On income and stress, for example, the Prime Ministers of most of the EU countries will not earn much more than €200,000 p.a. - yet someone such as Mr Johnson, late of Sunderland, pockets - or used to pocket until he was fired recently - a salary that clocked in at £60,000 per week.
Agree completely that it is nothing like as cosy in lower divisions where the players are more likely to be somewhat - rather than obscenely - better off than the people in whose midst they live, and to be a lot more rooted in their local communities as a consequence.
Indeed, this is one of the reasons I like Leicester so much: Their genuinely gracious attitude, which is entirely lacking in a sense of entitled, pampered arrogance, is an absolute breath of fresh air in the rarefied atmosphere at the top of the Premiership.

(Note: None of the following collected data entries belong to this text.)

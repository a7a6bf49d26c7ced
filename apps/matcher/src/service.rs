//! Match service: async orchestration of the engine and an optional embedding provider.
//!
//! Extraction and scoring stay synchronous; PDF decoding runs on the blocking
//! pool. Without a provider every score falls back to the lexical components.

use std::sync::Arc;

use anyhow::anyhow;
use serde::{Deserialize, Serialize};
use tracing::{info, warn};

use crate::engine::MatchEngine;
use crate::errors::EngineError;
use crate::models::{ExtractedProfile, KeywordMatch, MatchBreakdown};
use crate::scoring::embedding::{self, EmbeddingProvider};
use crate::scoring::ranking::split_batch;
use crate::scoring::{JobPosting, RankingFailure, RankingReport};

/// A parsed résumé, ready to be matched against any number of jobs.
#[derive(Debug, Clone, PartialEq, Serialize, Deserialize)]
pub struct ResumeAnalysis {
    pub profile: ExtractedProfile,
    pub embedding: Option<Vec<f32>>,
}

#[derive(Debug, Clone, PartialEq, Serialize, Deserialize)]
pub struct JobMatchReport {
    pub breakdown: MatchBreakdown,
    pub keyword_match: KeywordMatch,
}

#[derive(Clone)]
pub struct MatchService {
    engine: Arc<MatchEngine>,
    embedder: Option<Arc<dyn EmbeddingProvider>>,
}

impl MatchService {
    pub fn new(engine: Arc<MatchEngine>) -> Self {
        Self {
            engine,
            embedder: None,
        }
    }

    pub fn with_embedder(mut self, embedder: Arc<dyn EmbeddingProvider>) -> Self {
        info!("Semantic scoring enabled (model: {})", embedder.model_name());
        self.embedder = Some(embedder);
        self
    }

    pub fn engine(&self) -> &MatchEngine {
        &self.engine
    }

    /// Extracts a candidate profile from PDF bytes and embeds its text.
    pub async fn analyze_resume(&self, bytes: Vec<u8>) -> Result<ResumeAnalysis, EngineError> {
        let engine = Arc::clone(&self.engine);
        let profile = tokio::task::spawn_blocking(move || engine.parse_resume(&bytes))
            .await
            .map_err(|e| EngineError::Internal(anyhow!("Resume extraction task failed: {e}")))??;
        self.analyze_profile(profile).await
    }

    /// Same as `analyze_resume` for text that was already extracted upstream.
    pub async fn analyze_resume_text(&self, text: &str) -> Result<ResumeAnalysis, EngineError> {
        let profile = self.engine.parser().parse_resume_text(text)?;
        self.analyze_profile(profile).await
    }

    async fn analyze_profile(
        &self,
        profile: ExtractedProfile,
    ) -> Result<ResumeAnalysis, EngineError> {
        let embedding = self.embed(&profile.text).await?;
        Ok(ResumeAnalysis { profile, embedding })
    }

    /// Full breakdown plus the domain-routed keyword match for one job text.
    pub async fn match_job(
        &self,
        resume: &ResumeAnalysis,
        job_text: &str,
    ) -> Result<JobMatchReport, EngineError> {
        let job_text = self.engine.sanitize_job_text(job_text);
        let job = self.engine.parser().parse_job(&job_text);

        let job_embedding = if resume.embedding.is_some() && !job_text.is_empty() {
            self.embed(&job_text).await?
        } else {
            None
        };
        let embeddings = resume.embedding.as_deref().zip(job_embedding.as_deref());

        let breakdown = self.engine.score(&resume.profile, &job, embeddings)?;
        let keyword_match = self
            .engine
            .keywords()
            .match_texts(&resume.profile.text, &job_text);

        info!(
            "Matched job: overall={} keywords={} ({:?})",
            breakdown.overall_score, keyword_match.score, keyword_match.domain
        );
        Ok(JobMatchReport {
            breakdown,
            keyword_match,
        })
    }

    /// Ranks `postings`, embedding those that arrive without a vector.
    /// A provider failure drops only the posting it happened on.
    pub async fn rank_postings(
        &self,
        resume: &ResumeAnalysis,
        postings: Vec<JobPosting>,
        limit: Option<usize>,
    ) -> RankingReport {
        let (batch, overflow) = split_batch(&postings, self.engine.config().max_jobs_per_batch);
        let mut failures = Vec::new();
        let mut ready = Vec::with_capacity(batch.len());

        for posting in batch {
            let mut posting = posting.clone();
            if resume.embedding.is_some() && posting.embedding.is_none() {
                let text = self.engine.sanitize_job_text(&posting.description);
                match self.embed(&text).await {
                    Ok(embedding) => posting.embedding = embedding,
                    Err(e) => {
                        warn!("Failed to embed job {}: {}", posting.id, e);
                        failures.push(RankingFailure {
                            job_id: posting.id,
                            message: e.to_string(),
                        });
                        continue;
                    }
                }
            }
            ready.push(posting);
        }

        let mut report = self
            .engine
            .rank(&resume.profile, resume.embedding.as_deref(), &ready, limit);
        failures.append(&mut report.failures);
        failures.extend(overflow);
        report.failures = failures;
        report
    }

    async fn embed(&self, text: &str) -> Result<Option<Vec<f32>>, EngineError> {
        let Some(embedder) = &self.embedder else {
            return Ok(None);
        };
        let vector = embedder.embed(text).await?;
        embedding::validate(&vector)?;
        Ok(Some(vector))
    }
}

Needless to say, of course, the wealthy football clubs could do an awful lot more for the players that don't make the cut, - by helping them prepare for 'real life' - as well as for those who do make the cut and may need considerable help adjusting to the less pampered life of a player post playing days. And they could help the kids in their academies a lot more, not least by assisting them to obtain genuine qualifications in areas other than football.
My sense is that some of the northern European continental clubs (I am thinking of clubs in Germany, the Netherlands and so on) have a far better record in this regard.